I would love to write a proposal for LPNs..however in my organization I am but a lowly field nurse and these decisions are made by people we may see yearly. I have made suggestions in the past and some have come to pass. But, just like the new PPS starting in Oct., we are being dictated to because noone bothered to ask us how we thought the new processes might work.
You know when I think about your comment about being a lowly field nurse, I think about the fact that business executives, lawyers, administrators, and physicians would not be able to experience wealth if it weren't for us "lowly" field workers. Don't sell yourself short in the influence department. We need nurses like you to make an attempt to stand up for what you believe and to try to encourage changes, even in a small way. Keep at it. Your post indicates that you have made some inroads.

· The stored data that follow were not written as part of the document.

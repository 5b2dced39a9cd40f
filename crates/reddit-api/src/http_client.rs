use std::{sync::OnceLock, time::Duration};

use tracing::{debug, warn};

/// Default request timeout for Reddit API calls.
const DEFAULT_TIMEOUT: Duration = Duration::from_secs(30);

pub fn install_rustls_provider() {
    static PROVIDER_INSTALLED: OnceLock<()> = OnceLock::new();
    PROVIDER_INSTALLED.get_or_init(|| {
        if let Err(e) = rustls::crypto::aws_lc_rs::default_provider().install_default() {
            // Can happen if another crate installed it first.
            debug!(existing_provider = ?e, "rustls CryptoProvider already installed");
        }
    });
}

/// Build the `reqwest::Client` used for every Reddit request.
///
/// Reddit rejects requests without a descriptive user agent, so one is
/// always required here.
pub fn build_http_client(user_agent: &str, request_timeout: Option<Duration>) -> reqwest::Client {
    install_rustls_provider();

    let builder = reqwest::Client::builder()
        .user_agent(user_agent)
        .timeout(request_timeout.unwrap_or(DEFAULT_TIMEOUT))
        .pool_max_idle_per_host(4);

    builder.build().unwrap_or_else(|error| {
        warn!(
            error = %error,
            "Failed to create configured HTTP client; falling back to reqwest defaults"
        );
        reqwest::Client::new()
    })
}
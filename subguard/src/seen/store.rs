use std::collections::HashSet;
use std::io::{BufWriter, Write};
use std::path::{Path, PathBuf};
use std::sync::Arc;
use std::time::Duration;

use parking_lot::Mutex;
use serde::{Deserialize, Serialize};
use tempfile::NamedTempFile;
use tokio::time::MissedTickBehavior;
use tokio_util::sync::CancellationToken;
use tracing::{debug, info, warn};

use crate::metrics::MetricsCollector;
use crate::utils::fs;
use crate::{Error, Result};

/// Seen-set persistence settings.
#[derive(Debug, Clone, PartialEq)]
pub struct SeenStoreConfig {
    pub path: PathBuf,
    /// Flush once this many additions are pending.
    pub autosave_every: u64,
    /// Cadence of the background flusher.
    pub flush_interval: Duration,
}

/// Result of [`SeenStore::load`].
#[derive(Debug, Clone, PartialEq, Eq)]
pub enum LoadOutcome {
    /// No file yet; started empty.
    Missing,
    /// Loaded this many identifiers.
    Loaded(usize),
    /// The file could not be read or parsed; started empty.
    Unreadable(String),
}

/// On-disk shape written by [`SeenStore::flush`].
#[derive(Serialize)]
struct SeenFile<'a> {
    ids: &'a [String],
    count: usize,
}

/// Shapes accepted by [`SeenStore::load`].
#[derive(Deserialize)]
#[serde(untagged)]
enum StoredSeen {
    Object {
        ids: Vec<String>,
    },
    Legacy(Vec<String>),
}

impl StoredSeen {
    fn into_ids(self) -> Vec<String> {
        match self {
            Self::Object { ids } | Self::Legacy(ids) => ids,
        }
    }
}

#[derive(Debug, Default)]
struct SeenState {
    ids: HashSet<String>,
    /// Additions not yet captured by a successful flush.
    dirty: u64,
    /// Ids claimed by a worker but not yet added.
    in_flight: HashSet<String>,
}

/// Durable set of processed item identifiers.
///
/// Lookups and inserts take a short synchronous lock. Flushes snapshot the
/// set under that lock and write it outside of it, so workers are never
/// blocked on disk I/O.
#[derive(Debug)]
pub struct SeenStore {
    path: PathBuf,
    autosave_every: u64,
    state: Mutex<SeenState>,
    /// Held until a snapshot write has finished, even if the flushing task is dropped.
    flush_lock: Arc<tokio::sync::Mutex<()>>,
}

In reference to community or population-based programs, I find that as the number of aged and disabled individuals increase, more emphasis is placed on physicially grouping these individuals together as with prisoners. I believe that the aging of boomers will make my opinion more evident. For instance, many states have strong nursing home lobbies. This has become more prevalent recently because of the cutbacks in home health services. We know that many families under pressure to survive are forced to place their loved ones in a nursing home because their insurance won't pay for custodial care in the home. I see a growing number of individuals in their right mind being admitted to NH, because they require mostly custodial care. I feel, like many, that the cutbacks in Medicare and Medicaid went overboard. Now, I'm not so sure anyone wants to really reverse the trend of grouping, because it is convenient to place someone out of the way of progress. I think that NHs are needed, and I definitely feel that the frontline workers are underpaid, by and large. But, I don't agree with tucking people who are in their right mind or who have a lot of family support out of the way. I think if all that home health services did was to aid in preventing a person's spirit from being broken, then I think the effort would be worth paying for. LTC and HH should be able to coexist equitably, and we should be able to use these services more effectively then we have been or are using them today. I am in reality. But, I still like to wish from time to time. Hopes this helps clarify some of my comments.